There is so much in the implementation pipeline of South Africa’s agriculture policy this year. The past four years have largely seen various initiatives that sought to inject confidence into the sector. These are now ripe for implementation, especially ahead of the 2024 general elections, writes Wandile Sihlobo, chief economist of Agbiz.
A major development in recent times was the launch of the Agriculture and Agro-processing Master Plan, which offers the government and the private sector new possibilities to grow the sector, build competitiveness, attract more investment and ensure inclusion.

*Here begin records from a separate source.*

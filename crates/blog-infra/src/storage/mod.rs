//! Photo storage implementations.

mod local;

pub use local::LocalPhotoStore;
use serde_json::{Map, Value};

use crate::error::DomainError;

/// Field-match filter for listing blogs.
///
/// The filter is handed to the store as-is, except that query operators
/// (any key starting with `$`, at any depth) and integers the store cannot
/// represent are refused.
#[derive(Debug, Clone, Default, PartialEq)]
pub struct BlogFilter(Map<String, Value>);

impl BlogFilter {
    /// Parse the raw JSON text of the `filter` query parameter.
    pub fn parse(raw: &str) -> Result<Self, DomainError> {
        let value: Value = serde_json::from_str(raw)
            .map_err(|e| DomainError::Validation(format!("`filter` is not valid JSON: {e}")))?;
        Self::from_value(value)
    }

    pub fn from_value(value: Value) -> Result<Self, DomainError> {
        let Value::Object(fields) = value else {
            return Err(DomainError::Validation(
                "`filter` must be a JSON object".to_string(),
            ));
        };
        for (key, value) in &fields {
            check_entry(key, value)?;
        }
        Ok(Self(fields))
    }

    pub fn fields(&self) -> &Map<String, Value> {
        &self.0
    }

    /// Top-level equality match against a serialized document.
    /// `_id` is accepted as an alias for `id`.
    pub fn matches(&self, document: &Value) -> bool {
        self.0.iter().all(|(key, expected)| {
            let key = if key == "_id" { "id" } else { key.as_str() };
            document.get(key) == Some(expected)
        })
    }
}

fn check_entry(key: &str, value: &Value) -> Result<(), DomainError> {
    if key.starts_with('$') {
        return Err(DomainError::Validation(format!(
            "query operator `{key}` is not allowed in `filter`"
        )));
    }
    match value {
        Value::Object(map) => map.iter().try_for_each(|(k, v)| check_entry(k, v)),
        Value::Array(items) => items.iter().try_for_each(|v| check_entry(key, v)),
        // Stored integers are signed 64-bit
        Value::Number(n) if n.is_u64() && n.as_i64().is_none() => {
            Err(DomainError::Validation(format!(
                "`filter` value for `{key}` is out of range: {n}"
            )))
        }
        _ => Ok(()),
    }
}

/// Raw skip/limit passthrough. A missing or zero limit means "no limit".
#[derive(Debug, Clone, Copy, Default, PartialEq, Eq)]
pub struct Page {
    pub skip: u64,
    pub limit: Option<u64>,
}

impl Page {
    pub fn new(skip: Option<u64>, limit: Option<u64>) -> Self {
        Self {
            skip: skip.unwrap_or(0),
            limit: limit.filter(|l| *l > 0),
        }
    }
}
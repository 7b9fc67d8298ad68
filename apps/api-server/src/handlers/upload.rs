//! Photo upload handlers.
//!
//! The photo is validated (extension, media type, size) while it streams in
//! and only reaches disk once every check has passed.

use actix_multipart::{Multipart, MultipartError};
use actix_web::{HttpResponse, web};
use futures::TryStreamExt;

use blog_core::domain::{BlogPatch, ImageExtension, PHOTO_FIELD, PhotoName, UploadPolicy};
use blog_core::error::UploadError;
use blog_shared::BlogResponse;
use blog_shared::dto::UploadedPhotoDto;

use super::blog_dto;
use crate::middleware::error::{AppError, AppResult};
use crate::observability::RequestId;
use crate::state::AppState;

/// A photo that passed validation but has not been written yet.
struct PendingPhoto {
    extension: ImageExtension,
    bytes: Vec<u8>,
}

fn malformed(err: MultipartError) -> AppError {
    UploadError::Malformed(err.to_string()).into()
}

/// Find the `photo` field and buffer it, enforcing the policy along the way.
async fn read_photo(mut payload: Multipart, policy: &UploadPolicy) -> AppResult<PendingPhoto> {
    while let Some(mut field) = payload.try_next().await.map_err(malformed)? {
        if field.name() != Some(PHOTO_FIELD) {
            while field.try_next().await.map_err(malformed)?.is_some() {}
            continue;
        }

        let filename = field
            .content_disposition()
            .and_then(|cd| cd.get_filename())
            .map(str::to_owned);
        let media_type = field.content_type().map(|m| m.essence_str().to_owned());
        let extension = policy.check_file(filename.as_deref(), media_type.as_deref())?;

        let mut bytes = Vec::new();
        while let Some(chunk) = field.try_next().await.map_err(malformed)? {
            policy.check_size(bytes.len() + chunk.len())?;
            bytes.extend_from_slice(&chunk);
        }

        return Ok(PendingPhoto { extension, bytes });
    }

    Err(UploadError::MissingFile(PHOTO_FIELD).into())
}

async fn store_photo(state: &AppState, payload: Multipart) -> AppResult<PhotoName> {
    let photo = read_photo(payload, &state.upload_policy).await?;
    let name = PhotoName::generate(photo.extension);

    state.photos.save(name.as_str(), &photo.bytes).await?;
    tracing::info!(file = %name, size = photo.bytes.len(), "Photo stored");

    Ok(name)
}

/// Remove a stored photo whose blog update did not go through.
async fn discard_orphan(state: &AppState, name: &PhotoName) -> AppResult<()> {
    state.photos.remove(name.as_str()).await.map_err(|e| {
        tracing::error!(file = %name, error = %e, "Failed to remove orphaned photo");
        AppError::Internal(format!("orphaned photo {name} could not be removed"))
    })
}

/// POST /blogs/upload
#[tracing::instrument(skip_all, fields(request_id = %request_id.as_str()))]
pub async fn upload_photo(
    state: web::Data<AppState>,
    request_id: RequestId,
    payload: Multipart,
) -> AppResult<HttpResponse> {
    let name = store_photo(&state, payload).await?;

    Ok(HttpResponse::Ok().json(BlogResponse::ok(UploadedPhotoDto {
        photo: name.public_path(),
    })))
}

/// POST /blogs/upload/{id}
#[tracing::instrument(skip_all, fields(request_id = %request_id.as_str(), blog_id = %id))]
pub async fn upload_blog_photo(
    state: web::Data<AppState>,
    request_id: RequestId,
    id: web::Path<String>,
    payload: Multipart,
) -> AppResult<HttpResponse> {
    let id = id.into_inner();
    let name = store_photo(&state, payload).await?;

    match state
        .blogs
        .update_by_id(&id, BlogPatch::photo(name.public_path()))
        .await
    {
        Ok(Some(blog)) => {
            tracing::info!(file = %name, "Photo attached to blog");
            Ok(HttpResponse::Ok().json(BlogResponse::ok(blog_dto(blog))))
        }
        Ok(None) => {
            discard_orphan(&state, &name).await?;
            Err(AppError::NotFound)
        }
        Err(err) => {
            if let Err(cleanup) = state.photos.remove(name.as_str()).await {
                tracing::warn!(file = %name, error = %cleanup, "Orphaned photo left on disk");
            }
            Err(err.into())
        }
    }
}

More concretely, the department of agriculture, land reform and rural development has finally launched a blended finance instrument that had been in the works for a few years. This is a joint initiative with the Land Bank and the aim is to broaden participation by other financing agencies to achieve the required scale to make a positive dent in transforming the sector.
During various addresses, President Cyril Ramaphosa has underlined the soon-to-be-launched Agricultural Development and Land Reform Agency under the leadership of the department’s minister, Thoko Didiza.
In the past, these programmes seemed like a pipe dream. Now they are nearing implementation. There is a window of opportunity for the government to show results in these areas since they are beyond policy development and ripe for action. If implemented effectively, these programmes could boost growth in the sector, sustain employment and even attract new investment.
Implementation is crucial
This year the focus should be firmly on implementation. Admittedly, to some stakeholders it may feel as if there has been little progress on the above programmes since the year started. The deterioration in the electricity crisis has been a major cause of the delay. To this end, I hope Didiza’s agriculture energy task team’s report is soon tabled to the sector to provide guidance on practical near-term interventions to limit the damage the crisis is doing to intensive energy-consuming farming businesses.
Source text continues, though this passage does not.